“F*** it, I’m doing this for myself!” With those words, the gorgeous 62-year-old cancer survivor plucked up the courage to reveal the mastectomy scar on one of her breasts to the camera lens of boudoir photographer, Charise Isis, and unwittingly birthed the idea of Grace Project Portraits, a photo series of beautiful ancient-Goddess like depictions of real-life women who bear mastectomy scars following breast cancer treatment.

Charise, who for many years had run a pin-up and boudoir photography business, was struck by the transformation that overcame her subject, who less than an hour before, had battled with feelings of being mutilated under her clothing, but gradually embraced the sensuality and atmosphere of the shoot. She said: “In that moment I had witnessed a woman let go of 12 years of shame surrounding her body. It was a complete metamorphosis. Extremely cathartic for both of us.”

Courage and beauty: meet the goddesses of the Grace Project

In the aftermath of the pink month, October, where breast cancer is on everyone’s minds, it’s easy to overlook the fact that behind the worthy fundraising and awareness-raising, the reality of what it means to deal with breast cancer can seem far removed. It doesn’t get more real than the images of these amazing women who have been through the battle and bear their scars so serenely. The regal quality of the images is not by accident. Charise said: “I wanted to create a context for which my subjects and the audience can shift their perception in order to see beauty within something that is often painful and difficult to view. I base the portraits on Hellenistic sculpture. Ancient Goddess statues such as the Venus Di Milo and the Nike of Samathrace, which have survived the passage of time and the trauma of history but in the process they have become broken. Despite this, we still value and view them as ultimate symbols of beauty within our culture, they are even more precious, their brokenness representing survival and the delicacy of life.”
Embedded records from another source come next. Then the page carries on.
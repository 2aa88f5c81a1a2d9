//! The quantified invariants from the testable-properties list: substring,
//! concatenation and repetition index arithmetic, `compare_to`'s ordering
//! properties, and lazy graphs of depth >= 3.

use ropestr::{Cord, Encoding};
use std::cmp::Ordering;

#[test]
fn substring_code_units_match_parent_offset_by_start() {
    let parent = Cord::from_copy(b"abcdefgh", Encoding::Ascii);
    let (s, e) = (2, 6);
    let child = parent.substring(s, e).unwrap();
    for i in 0..(e - s) {
        assert_eq!(
            child.code_unit_at(i).unwrap(),
            parent.code_unit_at(s + i).unwrap()
        );
    }
}

#[test]
fn concatenation_code_units_match_each_side() {
    let left = Cord::from_copy(b"foo", Encoding::Ascii);
    let right = Cord::from_copy(b"barbaz", Encoding::Ascii);
    let whole = &left + &right;
    for i in 0..left.length() {
        assert_eq!(whole.code_unit_at(i).unwrap(), left.code_unit_at(i).unwrap());
    }
    for j in 0..right.length() {
        assert_eq!(
            whole.code_unit_at(left.length() + j).unwrap(),
            right.code_unit_at(j).unwrap()
        );
    }
}

#[test]
fn repetition_code_units_wrap_modulo_source_length() {
    let source = Cord::from_copy(b"xyz", Encoding::Ascii);
    let repeated = &source * 4;
    for i in 0..(source.length() * 4) {
        assert_eq!(
            repeated.code_unit_at(i).unwrap(),
            source.code_unit_at(i % source.length()).unwrap()
        );
    }
}

#[test]
fn substring_length_equals_interval_size() {
    let c = Cord::from_copy(b"0123456789", Encoding::Ascii);
    for s in 0..=c.length() {
        for e in s..=c.length() {
            assert_eq!(c.substring(s, e).unwrap().length(), e - s);
        }
    }
}

#[test]
fn compare_to_is_a_total_order() {
    let a = Cord::from_copy(b"apple", Encoding::Ascii);
    let b = Cord::from_copy(b"banana", Encoding::Ascii);
    let c = Cord::from_copy(b"cherry", Encoding::Ascii);

    assert_eq!(a.compare_to(&a), Ordering::Equal);
    assert_eq!(a.compare_to(&b), Ordering::Less);
    assert_eq!(b.compare_to(&a), Ordering::Greater);

    assert_eq!(a.compare_to(&b), Ordering::Less);
    assert_eq!(b.compare_to(&c), Ordering::Less);
    assert_eq!(a.compare_to(&c), Ordering::Less);

    let a2 = Cord::from_copy(b"apple", Encoding::Ascii);
    assert_eq!(a == a2, a.compare_to(&a2) == Ordering::Equal);
}

#[test]
fn deeply_nested_graph_still_reads_correctly() {
    // Repetition of a Substring, Substring of a Concatenation,
    // Concatenation of Repetitions — graph depth >= 3.
    let base = Cord::from_copy(b"abcdefgh", Encoding::Ascii);
    let sub = base.substring(2, 5).unwrap(); // "cde"
    let rep_of_sub = &sub * 2; // "cdecde"
    assert_eq!(rep_of_sub.length(), 6);
    let mut buf = Vec::new();
    rep_of_sub.print(&mut buf).unwrap();
    assert_eq!(buf, b"cdecde");

    let cat = &base + &sub; // "abcdefgh" + "cde"
    let sub_of_cat = cat.substring(6, 11).unwrap(); // "ghcde"
    let mut buf2 = Vec::new();
    sub_of_cat.print(&mut buf2).unwrap();
    assert_eq!(buf2, b"ghcde");

    let left_rep = &base * 2;
    let right_rep = &sub * 3;
    let cat_of_reps = &left_rep + &right_rep;
    assert_eq!(cat_of_reps.length(), left_rep.length() + right_rep.length());
    let mut buf3 = Vec::new();
    cat_of_reps.print(&mut buf3).unwrap();
    assert_eq!(buf3, b"abcdefghabcdefghcdecdecde");
}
Sadly, finding subjects for the Grace Project is never difficult, with one in eight women diagnosed with breast cancer, it’s a sad truth that everyone knows someone. Doing this project has given Charise a beautifully perspective. She said: “I have learned that there is great beauty in vulnerability. I have seen that when a woman is present in her body and owns her experience, she sends a powerful message out into the world and etches that message on her own heart. It is a declaration of acceptance and an understanding that a woman is more than the sum of her parts.”

We are awed by the magnificence in these images and leave you with one final thought from Charise: “We are all survivors of something, I hope that these images will allow people to recognize themselves within the portraits, and in doing so, reach a new level of acceptance for themselves and for others. Our scars both seen and unseen do not define us.”